Fox first appeared on film in The Miniver Story in 1950. His early screen appearances, both in film and TV, were made under his birth name, William Fox.

In 1962, he was working in a bank when Tony Richardson offered him a minor role in the film The Loneliness of the Long Distance Runner. Fox's father attempted to forbid this, claiming that his son had no talent for acting and that it would disrupt his life for him to give up his job in the bank; nevertheless, Fox took the part.

During the 1960s, Fox gained popularity. In 1964, he won a BAFTA Award for Most Promising Newcomer for his role in The Servant (1963).

More information: BFI

On 16 June 1965, Ken Annakin's Those Magnificent Men in Their Flying Machines was released. In this British period comedy film, Fox is featured among an international ensemble cast including Stuart Whitman, Sarah Miles, Robert Morley, Terry-Thomas, Red Skelton, Benny Hill, Jean-Pierre Cassel, Gert Fröbe and Alberto Sordi. The film, revolving around the craze of early aviation circa 1910, is about a pompous newspaper magnate (Morley) who is convinced by his daughter (Miles) and fiancé (Fox), a young army officer, and they organize an air race from London to Paris, where he decides to race.

A large sum of money is offered to the winner, attracting a variety of characters to participate. The film received positive reviews, being described as funny, colourful and clever, and as capturing the early enthusiasm for aviation. It was treated as a major production, one of only three full-length 70 mm Todd-AO Fox releases in 1965 with an intermission and musical interlude part of the original screenings. Because of the Todd-AO process, the film was an exclusive roadshow feature initially shown in deluxe Cinerama venues, where customers needed reserved seats purchased ahead of time.

Audience reaction, both in first release and even today, is nearly universal in assessing the film as one of the classic aviation films.

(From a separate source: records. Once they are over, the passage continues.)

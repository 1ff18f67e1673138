//! Tolerant decoding of the launcher's player settings
//!
//! The launcher hands over a JSON object keyed by 1-based player number:
//!
//! ```json
//! {
//!   "1": {
//!     "connected": true,
//!     "api": "DirectInput",
//!     "device": "DualSense Wireless Controller",
//!     "device_index": 0,
//!     "device_guid": "030000004c050000e60c000000000000",
//!     "type": "Pro Controller",
//!     "bindings": { "a": "Button 1", "zl": "Axis 4-" }
//!   }
//! }
//! ```
//!
//! Every field is optional. A field of the wrong JSON type decodes as if it
//! were absent, and entries that are not objects or whose key is not a player
//! number are skipped.

use std::collections::BTreeMap;

use serde_json::{Map, Value};
use tracing::debug;

use crate::error::SnapshotError;
use crate::model::{BindingModel, ControllerType, InputApi};

/// All players' binding models for one configuration pass, keyed by 1-based
/// player number.
#[derive(Debug, Clone, Default, PartialEq, Eq)]
pub struct PlayerSnapshot {
    players: BTreeMap<u8, BindingModel>,
}

impl PlayerSnapshot {
    /// Empty snapshot.
    pub fn new() -> Self {
        Self::default()
    }

    /// Decode a snapshot from JSON text.
    ///
    /// # Errors
    ///
    /// Returns [`SnapshotError`] when the text is not JSON or not an object.
    pub fn from_json_str(json: &str) -> Result<Self, SnapshotError> {
        let value: Value = serde_json::from_str(json)?;
        Self::from_value(&value)
    }

    /// Decode a snapshot from an already parsed JSON value.
    ///
    /// # Errors
    ///
    /// Returns [`SnapshotError::NotAnObject`] when `value` is not an object.
    pub fn from_value(value: &Value) -> Result<Self, SnapshotError> {
        let Value::Object(entries) = value else {
            return Err(SnapshotError::NotAnObject(json_type_name(value)));
        };

        let mut players = BTreeMap::new();
        for (key, entry) in entries {
            let Ok(player) = key.trim().parse::<u8>() else {
                debug!(key = %key, "Skipping non-numeric player key");
                continue;
            };
            let Value::Object(fields) = entry else {
                debug!(player, "Skipping non-object player entry");
                continue;
            };
            players.insert(player, binding_model_from_object(fields));
        }

        Ok(Self { players })
    }

    /// Add or replace a player.
    pub fn insert(&mut self, player: u8, model: BindingModel) -> Option<BindingModel> {
        self.players.insert(player, model)
    }

    /// Builder form of [`PlayerSnapshot::insert`].
    #[must_use]
    pub fn with_player(mut self, player: u8, model: BindingModel) -> Self {
        self.players.insert(player, model);
        self
    }

    /// Model for `player`, if present.
    pub fn get(&self, player: u8) -> Option<&BindingModel> {
        self.players.get(&player)
    }

    /// Players in ascending order.
    pub fn iter(&self) -> impl Iterator<Item = (u8, &BindingModel)> {
        self.players.iter().map(|(player, model)| (*player, model))
    }

    /// Number of players present.
    pub fn len(&self) -> usize {
        self.players.len()
    }

    /// True when no players are present.
    pub fn is_empty(&self) -> bool {
        self.players.is_empty()
    }
}

fn binding_model_from_object(fields: &Map<String, Value>) -> BindingModel {
    let text = |key: &str| fields.get(key).and_then(Value::as_str).map(str::trim);

    let bindings = fields
        .get("bindings")
        .and_then(Value::as_object)
        .map(|raw| {
            raw.iter()
                .filter_map(|(name, value)| value.as_str().map(|v| (name.clone(), v.to_string())))
                .collect()
        })
        .unwrap_or_default();

    BindingModel {
        connected: fields
            .get("connected")
            .and_then(Value::as_bool)
            .unwrap_or(false),
        api: text("api")
            .and_then(InputApi::from_label)
            .unwrap_or_default(),
        device_name: text("device").unwrap_or_default().to_string(),
        device_index: fields
            .get("device_index")
            .and_then(Value::as_u64)
            .and_then(|index| u32::try_from(index).ok()),
        device_guid: text("device_guid")
            .filter(|guid| !guid.is_empty())
            .map(str::to_string),
        controller_type: text("type").and_then(ControllerType::from_label),
        bindings,
    }
}

fn json_type_name(value: &Value) -> &'static str {
    match value {
        Value::Null => "null",
        Value::Bool(_) => "a boolean",
        Value::Number(_) => "a number",
        Value::String(_) => "a string",
        Value::Array(_) => "an array",
        Value::Object(_) => "an object",
    }
}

Some of the other films he acted in during this time are King Rat (1965), The Chase (1966), Thoroughly Modern Millie (1967), Isadora (1968), and Performance (1970).

After finishing work on Performance (1970), Fox suspended his acting career. Released in 1970, the film co-starring James Fox and Mick Jagger was deemed so outrageous that critics at a preview screening walked out, with one film executive's wife reportedly throwing up in the cinema.

More information: The Guardian

In a 2008 interview, he said: It was just part of my journey... I think my journey was to spend awhile away from acting. And I never lost contact with it  -watching movies, reading about it ... so I didn't feel I missed it.

He became an evangelical Christian, working with the Navigators and devoting himself to the ministry. During this time, the only film in which Fox appeared was No Longer Alone (1976), the story of Joan Winmill Brown, a suicidal woman who was led to faith in Jesus Christ by Ruth Bell Graham.

After an absence from acting of several years, in 1981 Fox appeared on TV in the Play for Today Country by Trevor Griffiths, a comedy drama set against the 1945 UK parliamentary elections. On film, he starred in Stephen Poliakoff's Runners (1983), A Passage to India (1984), and Comrades (1986). He was notable as Anthony Blunt in the acclaimed BBC play by Alan Bennett, A Question of Attribution (1992). He also portrayed the character of Lord Holmes in Patriot Games (1992), as well as Colonel Ferguson in Farewell to the King and the Nazi-sympathising aristocrat Lord Darlington in The Remains of the Day (1993).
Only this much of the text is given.